Why explains the rise of scholarly pirates – researchers who cirumvent paywalls to access journal articles and other paywalled content? A recent Chronicle of Higher Education story about academic piracy featured research by Carolyn Caffrey Gardner, the USC Libraries' information literacy and educational technology librarian:
Ms. Gardner recently set out to research what motivates scholars to use pirate sites to obtain journal articles. In a survey whose results will be published this month in an open-access journal, Ms. Gardner and her husband, Gabriel J. Gardner, asked about 200 scholars who used alternative methods to view journal articles why they had done so.
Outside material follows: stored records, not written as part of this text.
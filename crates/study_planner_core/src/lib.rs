pub mod domain;
pub mod plan;
pub mod planning;
pub mod ports;
pub mod preferences;
pub mod prompt;
pub mod quiz;
pub mod repair;
pub mod store;

pub use domain::{
    NewStudySession, Note, PlanDetails, SessionError, SessionStatus, SessionUpdate,
    StudyPlan, StudySession, Subject, User, UserCredentials,
};
pub use plan::AiGeneratedPlan;
pub use planning::{GenerationOutcome, Notification, PlanGenerationError, PlanGenerator};
pub use ports::{
    CompletionService, DatabaseService, FileStorage, PortError, PortResult, SessionGateway,
    StoredFile,
};
pub use preferences::{PlanPreferences, PlanRequest, PreferenceError};
pub use repair::{parse_plan_response, PlanParseError, RepairStage};
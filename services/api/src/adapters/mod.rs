pub mod db;
pub mod groq_llm;
pub mod storage;

pub use db::DbAdapter;
pub use groq_llm::GroqCompletionAdapter;
pub use storage::LocalFileStorage;
use crate::domain::LocalGrid;
use crate::topology::Direction;

/// Previous and current iterate of one subdomain.
/// Swapping only flips which of the two grids is current.
#[derive(Clone, Debug)]
pub struct DoubleBuffer {
    grids: [LocalGrid; 2],
    current: usize,
}

impl DoubleBuffer {
    pub fn new(local: [usize; 2]) -> Self {
        DoubleBuffer {
            grids: [LocalGrid::new(local), LocalGrid::new(local)],
            current: 1,
        }
    }

    pub fn previous(&self) -> &LocalGrid {
        &self.grids[1 - self.current]
    }

    pub fn previous_mut(&mut self) -> &mut LocalGrid {
        &mut self.grids[1 - self.current]
    }

    pub fn current(&self) -> &LocalGrid {
        &self.grids[self.current]
    }

    pub fn current_mut(&mut self) -> &mut LocalGrid {
        &mut self.grids[self.current]
    }

    /// Read previous while writing current.
    pub fn split_mut(&mut self) -> (&LocalGrid, &mut LocalGrid) {
        let (first, second) = self.grids.split_at_mut(1);
        if self.current == 0 {
            (&second[0], &mut first[0])
        } else {
            (&first[0], &mut second[0])
        }
    }

    /// The current iterate becomes the previous one.
    pub fn swap(&mut self) {
        self.current = 1 - self.current;
    }

    /// Bring the ghost border of previous (just exchanged) into current,
    /// for kernels that read neighbors out of the grid they write.
    pub fn copy_ghosts_to_current(&mut self) {
        let (previous, current) = self.split_mut();
        for direction in Direction::ALL {
            let ghost = previous.ghost(direction);
            current.copy_region_from(previous, &ghost);
        }
    }
}

#[cfg(test)]
mod unit_tests {
    use super::*;

    #[test]
    fn swap_flips_roles() {
        let mut b = DoubleBuffer::new([2, 2]);
        b.current_mut()[(1, 1)] = 5.0;
        assert_eq!(b.previous()[(1, 1)], 0.0);
        b.swap();
        assert_eq!(b.previous()[(1, 1)], 5.0);
        assert_eq!(b.current()[(1, 1)], 0.0);

        let (prev, cur) = b.split_mut();
        cur[(2, 2)] = prev[(1, 1)] + 1.0;
        assert_eq!(b.current()[(2, 2)], 6.0);
    }

    #[test]
    fn ghosts_are_copied_without_interior() {
        let mut b = DoubleBuffer::new([2, 3]);
        for v in b.previous_mut().buffer_mut() {
            *v = 1.0;
        }
        b.copy_ghosts_to_current();
        let cur = b.current();
        assert_eq!(cur[(0, 1)], 1.0);
        assert_eq!(cur[(3, 3)], 1.0);
        assert_eq!(cur[(2, 0)], 1.0);
        assert_eq!(cur[(1, 4)], 1.0);
        assert_eq!(cur[(1, 1)], 0.0);
        // corners are never exchanged
        assert_eq!(cur[(0, 0)], 0.0);
    }
}
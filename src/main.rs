use ddsor::cli::Args;
use ddsor::domain::GlobalGrid;
use ddsor::error::Result;
use ddsor::{init, output, solver};

fn run() -> Result<()> {
    let args = Args::cli_setup("ddsor")?;

    #[cfg(feature = "profile-with-puffin")]
    let _puffin_server = {
        let server_addr = format!("127.0.0.1:{}", puffin_http::DEFAULT_PORT);
        eprintln!("Run this to view profiling data:  puffin_viewer {server_addr}");
        let server = puffin_http::Server::new(&server_addr).map_err(|e| {
            ddsor::error::DdsorError::Config(format!("puffin server: {e}"))
        })?;
        profiling::puffin::set_scopes_on(true);
        server
    };

    let config = args.solver_config()?;
    // Reject the configuration before allocating the global grid.
    config.validate()?;

    let mut global = GlobalGrid::new(config.global);
    args.boundary().apply(&mut global, config.chunk_size);
    if let Some(max_val) = args.rand_init {
        init::rand(&mut global, max_val);
    }

    let report = solver::solve(&config, global)?;
    profiling::finish_frame!();

    if report.converged {
        tracing::info!(iterations = report.iterations, "converged");
    }
    println!("{}", output::summary_line(&report));

    if args.write_results {
        if let Some(path) = args.result_path(&config) {
            output::write_grid_file(&report.result, &path)?;
            tracing::info!(?path, "wrote results");
        }
    }
    if args.write_image {
        if let Some(path) = args.image_path(&config) {
            output::write_image(&report.result, &path)?;
            tracing::info!(?path, "wrote image");
        }
    }
    Ok(())
}

fn main() {
    tracing_subscriber::fmt()
        .with_env_filter(tracing_subscriber::EnvFilter::from_default_env())
        .with_writer(std::io::stderr)
        .init();

    if let Err(e) = run() {
        eprintln!("Error: {}", e);
        std::process::exit(1);
    }
}
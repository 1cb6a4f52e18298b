use ddsor::decomposition::*;
use ddsor::domain::*;
use ddsor::solver::*;
use ddsor::stencil::Method;
use ddsor::topology::*;
use proptest::prelude::*;

proptest! {
    /// local * processes covers the axis, exactly when it divides evenly,
    /// and a rejected split is one where the padding would fill a block.
    #[test]
    fn axis_partition_covers_axis(global in 1usize..500, processes in 1usize..40) {
        let local = global.div_ceil(processes);
        match AxisPartition::new(0, global, processes) {
            Ok(a) => {
                prop_assert_eq!(a.local, local);
                prop_assert!(a.local * processes >= global);
                prop_assert_eq!(a.local * processes == global, global % processes == 0);
                prop_assert_eq!(a.padded, a.local * processes);
                prop_assert!(a.padding() < a.local);
            }
            Err(_) => prop_assert!(local * processes - global >= local),
        }
    }

    #[test]
    fn neighbor_symmetry(px in 1usize..8, py in 1usize..8) {
        let t = CartesianTopology::new([px, py], px * py).unwrap();
        for rank in 0..t.size() {
            let coords = t.coords_of(rank).unwrap();
            prop_assert_eq!(t.rank_of(coords), Some(rank));
            let n = t.neighbors(coords);
            if let Some(east) = n.east {
                prop_assert_eq!(t.neighbors(t.coords_of(east).unwrap()).west, Some(rank));
            }
            if let Some(south) = n.south {
                prop_assert_eq!(t.neighbors(t.coords_of(south).unwrap()).north, Some(rank));
            }
        }
        prop_assert_eq!(t.neighbors([0, 0]).north, None);
        prop_assert_eq!(t.neighbors([0, 0]).west, None);
        prop_assert_eq!(t.neighbors([px - 1, py - 1]).south, None);
        prop_assert_eq!(t.neighbors([px - 1, py - 1]).east, None);
    }

    /// Iteration ranges of all processes tile the updatable cells
    /// `1..X-1` x `1..Y-1` of the global grid exactly once.
    #[test]
    fn iteration_bounds_tile_the_interior(
        x in 3usize..40,
        y in 3usize..40,
        px in 1usize..6,
        py in 1usize..6,
    ) {
        let Ok(d) = Decomposition::new([x, y], [px, py]) else {
            return Ok(());
        };
        let t = CartesianTopology::new([px, py], px * py).unwrap();
        let mut hits = vec![0usize; x * y];
        for rank in 0..t.size() {
            let coords = t.coords_of(rank).unwrap();
            let origin = d.origin(coords);
            let b = d.iteration_bounds(&t, coords, &t.neighbors(coords));
            for i in b.rows() {
                for j in b.cols() {
                    let (gi, gj) = (origin[0] + i - 1, origin[1] + j - 1);
                    prop_assert!(gi < x && gj < y);
                    hits[gi * y + gj] += 1;
                }
            }
        }
        for gi in 0..x {
            for gj in 0..y {
                let interior = gi > 0 && gj > 0 && gi + 1 < x && gj + 1 < y;
                prop_assert_eq!(hits[gi * y + gj], interior as usize);
            }
        }
    }
}

proptest! {
    #![proptest_config(ProptestConfig::with_cases(24))]

    /// Scatter followed by gather with no update returns the input.
    #[test]
    fn scatter_gather_round_trip(
        x in 1usize..24,
        y in 1usize..24,
        px in 1usize..4,
        py in 1usize..4,
        seed in 0usize..1000,
    ) {
        let mut config = SolverConfig::new([x, y], [px, py], Method::Jacobi);
        config.max_iterations = 0;
        if config.validate().is_err() {
            return Ok(());
        }
        let mut global = GlobalGrid::new([x, y]);
        global.par_set_values(|[i, j]| ((i * 131 + j * 71 + seed) % 997) as f64 * 0.25, 16);

        let report = solve(&config, global.clone()).unwrap();
        prop_assert_eq!(report.result, global);
    }
}
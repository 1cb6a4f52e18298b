//! Solver driver.
//!
//! `solve` validates a `SolverConfig`, plays every process of the
//! `Px x Py` grid on its own thread, and hands back the gathered result.

mod process;

pub use process::*;

use crate::comm::{Communicator, ThreadWorld, ROOT};
use crate::convergence::ConvergenceCheck;
use crate::decomposition::Decomposition;
use crate::domain::GlobalGrid;
use crate::error::{CommError, DdsorError, Result};
use crate::stencil::*;
use crate::topology::CartesianTopology;

#[derive(Copy, Clone, Debug, PartialEq)]
pub struct SolverConfig {
    /// Global extent `[X, Y]`.
    pub global: [usize; 2],
    /// Process grid `[Px, Py]`.
    pub grid: [usize; 2],
    pub method: Method,
    /// Iteration cap, reached unless the convergence test stops the run first.
    pub max_iterations: usize,
    /// `None` runs exactly `max_iterations` iterations.
    pub convergence: Option<ConvergenceCheck>,
    /// Values per rayon task inside a process.
    pub chunk_size: usize,
}

impl SolverConfig {
    pub fn new(global: [usize; 2], grid: [usize; 2], method: Method) -> Self {
        SolverConfig {
            global,
            grid,
            method,
            max_iterations: 256,
            convergence: None,
            chunk_size: 1024,
        }
    }

    pub fn processes(&self) -> usize {
        self.grid[0] * self.grid[1]
    }

    /// Fixed for the run, from the logical (unpadded) leading extent.
    pub fn omega(&self) -> f64 {
        sor_omega(self.global[0])
    }

    /// Every check that can fail before a single message is sent.
    pub fn validate(&self) -> Result<(Decomposition, CartesianTopology)> {
        if self.chunk_size == 0 {
            return Err(DdsorError::Config("chunk size must be positive".to_string()));
        }
        if let Some(check) = &self.convergence {
            if check.tolerance.is_nan() || check.tolerance < 0.0 {
                return Err(DdsorError::Config(format!(
                    "tolerance {} must be a non-negative number",
                    check.tolerance
                )));
            }
        }
        let topology = CartesianTopology::new(self.grid, self.processes())?;
        let decomposition = Decomposition::new(self.global, self.grid)?;
        Ok((decomposition, topology))
    }
}

/// What a run hands back to the coordinator.
#[derive(Clone, Debug)]
pub struct SolveReport {
    pub config: SolverConfig,
    /// Iterations performed, identical on every process.
    pub iterations: usize,
    pub converged: bool,
    /// Slowest process, seconds.
    pub computation_time: f64,
    /// Slowest process, seconds.
    pub total_time: f64,
    /// Unpadded global grid after the last iteration.
    pub result: GlobalGrid,
    /// One entry per rank, in rank order.
    pub processes: Vec<ProcessSummary>,
}

pub fn solve(config: &SolverConfig, global: GlobalGrid) -> Result<SolveReport> {
    let kernel = kernel_for(config.method, config.omega());
    solve_with(config, global, &*kernel)
}

/// `solve` with the kernel supplied by the caller.
pub(crate) fn solve_with(
    config: &SolverConfig,
    global: GlobalGrid,
    kernel: &dyn StencilKernel,
) -> Result<SolveReport> {
    profiling::scope!("solve");
    let (decomposition, topology) = config.validate()?;
    if global.extent() != config.global {
        return Err(DdsorError::Config(format!(
            "initial grid is {:?}, expected {:?}",
            global.extent(),
            config.global
        )));
    }

    tracing::info!(
        method = %kernel.method(),
        omega = config.omega(),
        "solving {}x{} on a {}x{} process grid, local block {:?}",
        config.global[0],
        config.global[1],
        config.grid[0],
        config.grid[1],
        decomposition.local_extent()
    );

    let world = ThreadWorld::create(config.processes());
    let mut global = Some(global);
    let joined: Vec<std::thread::Result<Result<ProcessOutcome>>> = std::thread::scope(|s| {
        let handles: Vec<_> = world
            .into_iter()
            .map(|comm| {
                let mine = if comm.rank() == ROOT { global.take() } else { None };
                let (decomposition, topology) = (&decomposition, &topology);
                s.spawn(move || run_process(&comm, config, decomposition, topology, kernel, mine))
            })
            .collect();
        handles.into_iter().map(|h| h.join()).collect()
    });

    // A failing rank takes its peers down with `Disconnected`, so a panic
    // is reported first and then the first failure that is not a disconnect.
    if let Some(rank) = joined.iter().position(|j| j.is_err()) {
        return Err(DdsorError::ProcessPanicked { rank });
    }
    let mut outcomes = Vec::with_capacity(joined.len());
    let mut failures = Vec::new();
    for outcome in joined.into_iter().flatten() {
        match outcome {
            Ok(outcome) => outcomes.push(outcome),
            Err(e) => failures.push(e),
        }
    }
    let cause = failures
        .iter()
        .position(|e| !matches!(e, DdsorError::Comm(CommError::Disconnected { .. })))
        .unwrap_or(0);
    if cause < failures.len() {
        return Err(failures.swap_remove(cause));
    }

    let mut result = None;
    let mut timings = (0.0, 0.0);
    let mut processes = Vec::with_capacity(outcomes.len());
    for outcome in outcomes {
        if outcome.summary.rank == ROOT {
            result = outcome.result;
            timings = outcome.timings;
        }
        processes.push(outcome.summary);
    }
    let result = result.ok_or_else(|| {
        DdsorError::Config("coordinator finished without a gathered grid".to_string())
    })?;
    let root = &processes[ROOT];

    Ok(SolveReport {
        config: *config,
        iterations: root.iterations,
        converged: root.converged,
        computation_time: timings.0,
        total_time: timings.1,
        result,
        processes,
    })
}
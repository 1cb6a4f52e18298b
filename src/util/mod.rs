mod aabb;
pub mod indexing;
mod region;

pub use aabb::*;
pub use region::*;

/// Grid coordinate, `[row, column]` in 2D.
pub type Coord<const DIMENSION: usize> = nalgebra::SVector<i32, { DIMENSION }>;

/// Min corner in column 0, max corner in column 1.
pub type Bounds<const DIMENSION: usize> = nalgebra::SMatrix<i32, { DIMENSION }, 2>;

pub use nalgebra::{matrix, vector};
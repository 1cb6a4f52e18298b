//! Ghost border exchange between neighboring subdomains.
//!
//! Done one axis at a time: post the sends of both edges on the axis,
//! post the receives for both ghosts, then wait on the receives.
//! Sends never block, so two neighbors that both send first cannot
//! deadlock. Corners are never exchanged; a 5-point stencil does not read them.

use crate::comm::*;
use crate::domain::LocalGrid;
use crate::error::Result;
use crate::topology::{Direction, Neighbors};

const AXES: [[Direction; 2]; 2] = [
    [Direction::North, Direction::South],
    [Direction::East, Direction::West],
];

#[derive(Copy, Clone, Debug)]
pub struct HaloExchange {
    neighbors: Neighbors,
}

impl HaloExchange {
    pub fn new(neighbors: Neighbors) -> Self {
        HaloExchange { neighbors }
    }

    pub fn neighbors(&self) -> &Neighbors {
        &self.neighbors
    }

    /// Refresh every ghost row/column of `grid` that faces a neighbor.
    pub fn exchange<C: Communicator + ?Sized>(
        &self,
        comm: &C,
        grid: &mut LocalGrid,
    ) -> Result<()> {
        profiling::scope!("HaloExchange::exchange");
        for axis in AXES {
            self.exchange_axis(comm, grid, axis)?;
        }
        Ok(())
    }

    fn exchange_axis<C: Communicator + ?Sized>(
        &self,
        comm: &C,
        grid: &mut LocalGrid,
        directions: [Direction; 2],
    ) -> Result<()> {
        let mut sends = Vec::with_capacity(2);
        let mut receives = Vec::with_capacity(2);
        let mut targets = Vec::with_capacity(2);

        for direction in directions {
            let Some(peer) = self.neighbors.get(direction) else {
                continue;
            };
            let edge = grid.pack(&grid.edge(direction));
            sends.push(comm.isend(peer, Tag::Halo(direction), &edge)?);

            // The neighbor's matching send travels the opposite way.
            let ghost = grid.ghost(direction);
            receives.push(comm.irecv(peer, Tag::Halo(direction.opposite()), ghost.buffer_size()));
            targets.push(ghost);
        }

        for (ghost, data) in targets.iter().zip(comm.wait_all(receives)?) {
            grid.unpack(ghost, &data);
        }
        sends.into_iter().for_each(SendRequest::wait);
        tracing::debug!(
            rank = comm.rank(),
            "exchanged {} ghost regions along {:?}/{:?}",
            targets.len(),
            directions[0],
            directions[1]
        );
        Ok(())
    }
}

#[cfg(test)]
mod unit_tests {
    use super::*;
    use crate::topology::CartesianTopology;

    #[test]
    fn no_neighbors_is_a_no_op() {
        let mut world = ThreadWorld::create(1);
        let comm = world.pop().unwrap();
        let mut grid = LocalGrid::new([2, 2]);
        grid[(1, 1)] = 3.0;
        let before = grid.clone();
        HaloExchange::new(Neighbors::default())
            .exchange(&comm, &mut grid)
            .unwrap();
        assert_eq!(grid, before);
    }

    #[test]
    fn ghosts_hold_neighbor_edges() {
        // 2 x 2 process grid, every interior cell holds its owner's rank.
        let t = CartesianTopology::new([2, 2], 4).unwrap();
        let world = ThreadWorld::create(4);
        let grids: Vec<LocalGrid> = std::thread::scope(|s| {
            let handles: Vec<_> = world
                .into_iter()
                .map(|comm| {
                    let t = &t;
                    s.spawn(move || {
                        let rank = comm.rank();
                        let mut grid = LocalGrid::new([3, 2]);
                        let interior = grid.interior();
                        grid.unpack(&interior, &[rank as f64; 6]);
                        let halo = HaloExchange::new(t.neighbors(t.coords_of(rank).unwrap()));
                        halo.exchange(&comm, &mut grid).unwrap();
                        grid
                    })
                })
                .collect();
            handles.into_iter().map(|h| h.join().unwrap()).collect()
        });

        // rank 0 at (0, 0): south is 2, east is 1
        let g = &grids[0];
        assert_eq!(g.pack(&g.ghost(Direction::South)), vec![2.0, 2.0]);
        assert_eq!(g.pack(&g.ghost(Direction::East)), vec![1.0, 1.0, 1.0]);
        assert_eq!(g.pack(&g.ghost(Direction::North)), vec![0.0, 0.0]);
        assert_eq!(g[(4, 3)], 0.0);

        // rank 3 at (1, 1): north is 1, west is 2
        let g = &grids[3];
        assert_eq!(g.pack(&g.ghost(Direction::North)), vec![1.0, 1.0]);
        assert_eq!(g.pack(&g.ghost(Direction::West)), vec![2.0, 2.0, 2.0]);
        assert_eq!(g.pack(&g.ghost(Direction::South)), vec![0.0, 0.0]);
    }
}
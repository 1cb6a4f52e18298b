//! One-time redistribution of the global grid.
//!
//! `scatter` moves each process's block of the padded global grid into the
//! interior of its local buffers; `gather` is the exact inverse.
//! Blocks are cut out of the global row-major buffer with a
//! `StridedRegion` and travel as contiguous messages.

use crate::comm::*;
use crate::decomposition::Decomposition;
use crate::domain::*;
use crate::error::{DdsorError, Result};
use crate::topology::CartesianTopology;
use crate::util::*;

fn block_region(
    decomposition: &Decomposition,
    topology: &CartesianTopology,
    rank: usize,
    global_bounds: &AABB<2>,
) -> Result<StridedRegion> {
    let coords = topology.coords_of(rank).ok_or_else(|| {
        DdsorError::Config(format!("rank {} is outside the process grid", rank))
    })?;
    Ok(StridedRegion::from_aabb(&decomposition.block(coords), global_bounds))
}

/// Distribute `global` (present on `ROOT` only, consumed there) into the
/// interiors of both of every process's buffers. Ghost borders are left as
/// they are.
pub fn scatter<C: Communicator + ?Sized>(
    comm: &C,
    decomposition: &Decomposition,
    topology: &CartesianTopology,
    global: Option<GlobalGrid>,
    buffers: &mut DoubleBuffer,
) -> Result<()> {
    profiling::scope!("transport::scatter");
    let interior = buffers.current().interior();

    let block = if comm.rank() == ROOT {
        let global = global.ok_or_else(|| {
            DdsorError::Config("coordinator has no global grid to scatter".to_string())
        })?;
        if global.extent() != decomposition.global_extent() {
            return Err(DdsorError::Config(format!(
                "global grid is {:?} but the decomposition expects {:?}",
                global.extent(),
                decomposition.global_extent()
            )));
        }
        let global = if global.padded_extent() == decomposition.padded_extent() {
            global
        } else {
            global.repadded(decomposition.padded_extent())
        };

        let mut own = Vec::new();
        for rank in 0..comm.size() {
            let region = block_region(decomposition, topology, rank, global.aabb())?;
            let data = region.pack(global.buffer());
            if rank == ROOT {
                own = data;
            } else {
                comm.isend(rank, Tag::Scatter, &data)?.wait();
            }
        }
        own
    } else {
        comm.wait(comm.irecv(ROOT, Tag::Scatter, interior.buffer_size()))?
    };

    buffers.current_mut().unpack(&interior, &block);
    buffers.previous_mut().unpack(&interior, &block);
    tracing::debug!(rank = comm.rank(), "received block of {} values", block.len());
    Ok(())
}

/// Collect the interior of `local` from every process onto `ROOT`.
/// Returns the unpadded global grid on `ROOT` and `None` elsewhere.
pub fn gather<C: Communicator + ?Sized>(
    comm: &C,
    decomposition: &Decomposition,
    topology: &CartesianTopology,
    local: &LocalGrid,
) -> Result<Option<GlobalGrid>> {
    profiling::scope!("transport::gather");
    let interior = local.interior();
    let block = local.pack(&interior);

    if comm.rank() != ROOT {
        comm.isend(ROOT, Tag::Gather, &block)?.wait();
        return Ok(None);
    }

    let mut global = GlobalGrid::with_padding(
        decomposition.global_extent(),
        decomposition.padded_extent(),
    );
    let bounds = *global.aabb();
    let requests: Vec<RecvRequest> = (0..comm.size())
        .filter(|r| *r != ROOT)
        .map(|r| comm.irecv(r, Tag::Gather, block.len()))
        .collect();
    let ranks: Vec<usize> = requests.iter().map(|r| r.source).collect();
    let received = comm.wait_all(requests)?;

    block_region(decomposition, topology, ROOT, &bounds)?.unpack(&block, global.buffer_mut());
    for (rank, data) in ranks.into_iter().zip(received) {
        block_region(decomposition, topology, rank, &bounds)?.unpack(&data, global.buffer_mut());
    }
    Ok(Some(global.unpadded()))
}

#[cfg(test)]
mod unit_tests {
    use super::*;

    #[test]
    fn single_process_round_trip() {
        let mut world = ThreadWorld::create(1);
        let comm = world.pop().unwrap();
        let d = Decomposition::new([5, 4], [1, 1]).unwrap();
        let t = CartesianTopology::new([1, 1], 1).unwrap();

        let mut g = GlobalGrid::new([5, 4]);
        g.par_set_values(|c| (c[0] * 4 + c[1]) as f64, 3);
        let mut buffers = DoubleBuffer::new(d.local_extent());
        scatter(&comm, &d, &t, Some(g.clone()), &mut buffers).unwrap();

        assert_eq!(buffers.previous()[(1, 1)], 0.0);
        assert_eq!(buffers.current()[(5, 4)], 19.0);
        assert_eq!(buffers.current()[(0, 0)], 0.0);

        let back = gather(&comm, &d, &t, buffers.current()).unwrap().unwrap();
        assert_eq!(back, g);
    }

    #[test]
    fn padded_round_trip_across_threads() {
        let d = Decomposition::new([7, 5], [3, 2]).unwrap();
        let t = CartesianTopology::new([3, 2], 6).unwrap();
        let mut g = GlobalGrid::new([7, 5]);
        g.par_set_values(|c| (c[0] * 10 + c[1]) as f64 + 0.5, 4);
        let expected = g.clone();

        let world = ThreadWorld::create(6);
        let mut global = Some(g);
        let results: Vec<Option<GlobalGrid>> = std::thread::scope(|s| {
            let handles: Vec<_> = world
                .into_iter()
                .map(|comm| {
                    let mine = if comm.rank() == ROOT { global.take() } else { None };
                    let (d, t) = (&d, &t);
                    s.spawn(move || {
                        let mut buffers = DoubleBuffer::new(d.local_extent());
                        scatter(&comm, d, t, mine, &mut buffers).unwrap();
                        gather(&comm, d, t, buffers.current()).unwrap()
                    })
                })
                .collect();
            handles.into_iter().map(|h| h.join().unwrap()).collect()
        });

        assert_eq!(results[0].as_ref(), Some(&expected));
        assert!(results[1..].iter().all(|r| r.is_none()));
    }

    #[test]
    fn scatter_rejects_mismatched_grid() {
        let mut world = ThreadWorld::create(1);
        let comm = world.pop().unwrap();
        let d = Decomposition::new([5, 4], [1, 1]).unwrap();
        let t = CartesianTopology::new([1, 1], 1).unwrap();
        let mut buffers = DoubleBuffer::new(d.local_extent());
        assert!(scatter(&comm, &d, &t, Some(GlobalGrid::new([4, 4])), &mut buffers).is_err());
        assert!(scatter(&comm, &d, &t, None, &mut buffers).is_err());
    }
}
While a majority said they had used interlibrary loan, even more said they had turned to a section of the anonymous website Reddit, r/scholar, to ask other Internet users to send them the files they sought. About half of the survey participants said they had used a piracy website such as Sci-Hub or LibGen, and about 20 percent said they had made requests on Twitter using the hashtag #icanhazPDF. Many scholars said they saw those methods as equivalent to a colleague’s dropping off a PDF on their desk.
"They said they wouldn’t have access any other way. ‘I just need access. I don’t really care how,’" she says. "Also many cited that their interlibrary-loan programs were slow." She says some academics also argued that they perform free peer reviews, so they should be able to read articles free too. And others said it wasn’t possible for their library to have every journal they might need for research.
Gardner's research will appear soon in College & Research Libraries, the official journal of the Association of College & Research Libraries.